Implementation: Hash(user_id) → server

Pros:
- Simple implementation
- No shared state needed

Cons:
- Uneven load distribution
- Server failure loses all sessions
- Horizontal scaling is difficult

Strategy 2: Centralized Session Store

All servers share a session store (Redis, Memcached).

┌─────────────┐
│   Client    │
└──────┬──────┘
       │ session_id cookie

┌─────────────┐
│   Server    │ ◄────┐
└──────┬──────┘      │
       │             │ Session data
       ▼             │
┌─────────────┐      │
│   Redis     │ ─────┘
│   Cluster   │
└─────────────┘
python
# Session lookup on every request
def authenticate_request(request):
    session_id = request.cookies.get('session_id')
    if not session_id:
        return None
    
    # Hit Redis for every authenticated request
    session_data = redis.get(f"session:{session_id}")
    if not session_data:
        return None
    
    return json.loads(session_data)

Trade-offs:

  • Pro: Any server can handle any request
  • Con: Redis becomes single point of failure
  • Con: Added latency for every request
  • Con: Redis must scale with request rate, not user count

Strategy 3: Stateless Tokens (JWT)

Encode session data in the token itself. Server validates without storage lookup.

┌─────────────┐
│   Client    │
└──────┬──────┘
       │ Authorization: Bearer <JWT>

┌─────────────┐
│   Server    │ Validates signature locally
└─────────────┘ No external lookup needed

Trade-offs:

  • Pro: No session storage needed
  • Pro: Scales infinitely
  • Con: Cannot revoke tokens before expiry
  • Con: Token size increases with claims

Password Storage

Never Store Plain Passwords

python
# WRONG - attacker dumps database, gets all passwords
password_hash = hashlib.sha256(password).hexdigest()

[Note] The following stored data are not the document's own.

//! Built-in constraints
//!
//! Also available as [`it`](crate::it), which reads naturally at call sites:
//!
//! ```rust
//! use verity_validator::prelude::*;
//!
//! let title = "";
//! let result = Validator::new().validate(&[
//!     &string(title).with(it::is_not_blank()).at_property("title"),
//! ]);
//! assert!(result.is_err());
//! ```
//!
//! - **Presence**: [`is_not_blank`], [`is_blank`], [`is_not_nil`], [`is_nil`]
//! - **Boolean**: [`is_true`], [`is_false`]
//! - **String**: [`has_min_length`], [`has_max_length`],
//!   [`has_length_between`], [`has_exact_length`], [`matches`],
//!   [`does_not_match`], [`matches_pattern`]
//! - **Collection**: [`has_min_count`], [`has_max_count`],
//!   [`has_count_between`], [`has_exact_count`]
//! - **Numeric**: [`is_less_than`], [`is_greater_than`], [`is_between`],
//!   [`is_positive`], [`is_negative`] and their variants
//! - **Time**: [`is_earlier_than`], [`is_later_than`], [`is_between_time`]
//! - **Equality**: [`is_equal_to`], [`is_not_equal_to`], [`is_one_of`]
//! - **Custom**: [`satisfies`], [`stored`]
//! - **Flow**: [`when`], [`when_groups`], [`sequentially`], [`at_least_one_of`]

pub mod blank;
pub mod boolean;
pub mod callback;
pub mod choice;
pub mod comparison;
pub mod count;
pub mod flow;
pub mod length;
pub mod message;
pub mod pattern;
pub mod stored;
pub mod time;

pub use blank::{Blank, Nil, NotBlank, NotNil, is_blank, is_nil, is_not_blank, is_not_nil};
pub use boolean::{IsFalse, IsTrue, is_false, is_true};
pub use callback::{Satisfies, satisfies};
pub use choice::{Choice, EqualTo, is_equal_to, is_not_equal_to, is_one_of};
pub use comparison::{
    NumberComparison, NumberRange, is_between, is_equal_to_number, is_greater_than,
    is_greater_than_or_equal, is_less_than, is_less_than_or_equal, is_negative,
    is_negative_or_zero, is_not_equal_to_number, is_positive, is_positive_or_zero,
};
pub use count::{Count, has_count_between, has_exact_count, has_max_count, has_min_count};
pub use flow::{
    AtLeastOneOf, Sequentially, When, WhenGroups, at_least_one_of, sequentially, when, when_groups,
};
pub use length::{Length, has_exact_length, has_length_between, has_max_length, has_min_length};
pub use pattern::{Matches, does_not_match, matches, matches_pattern};
pub use stored::{Stored, stored};
pub use time::{
    TimeComparison, TimeRange, is_between_time, is_earlier_than, is_earlier_than_or_equal,
    is_later_than, is_later_than_or_equal,
};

# WRONG - rainbow table attack
password_hash = hashlib.sha256(password + "static_salt").hexdigest()

# CORRECT - unique salt per user, slow hash function
import bcrypt
password_hash = bcrypt.hashpw(password.encode(), bcrypt.gensalt(rounds=12))

Why Bcrypt/Argon2?

  1. Salted: Each hash includes random salt
  2. Slow: Configurable work factor
  3. CPU-intensive: Resists GPU attacks (Argon2 is also memory-hard)
python
# Verification
def verify_password(stored_hash, provided_password):
    return bcrypt.checkpw(
        provided_password.encode(),
        stored_hash.encode()
    )

Work Factor Selection

Work FactorTime per HashAttempts/sec (attacker)
10~100ms10
12~400ms2.5
14~1.6s0.6

Choose factor that takes 250-500ms on your hardware.


Multi-Factor Authentication (MFA)

Something You Know + Something You Have

Factor 1: Password (knowledge)
Factor 2: One of:
  - TOTP code from authenticator app (possession)
  - SMS code (possession) - weaker, SIM swap attacks
  - Hardware key like YubiKey (possession)
  - Biometric (inherence)

TOTP Implementation

python
import pyotp
import time

# Setup: Generate secret, show QR code to user
secret = pyotp.random_base32()  # Store encrypted in DB
totp = pyotp.TOTP(secret)
provisioning_uri = totp.provisioning_uri(
    name="user@example.com",
    issuer_name="MyApp"
)
# Convert provisioning_uri to QR code for user to scan

# Verification
def verify_totp(user_secret, provided_code):
    totp = pyotp.TOTP(user_secret)
    # valid_window allows for clock drift
    return totp.verify(provided_code, valid_window=1)

TOTP Internals

TOTP = HMAC-SHA1(secret, floor(time / 30))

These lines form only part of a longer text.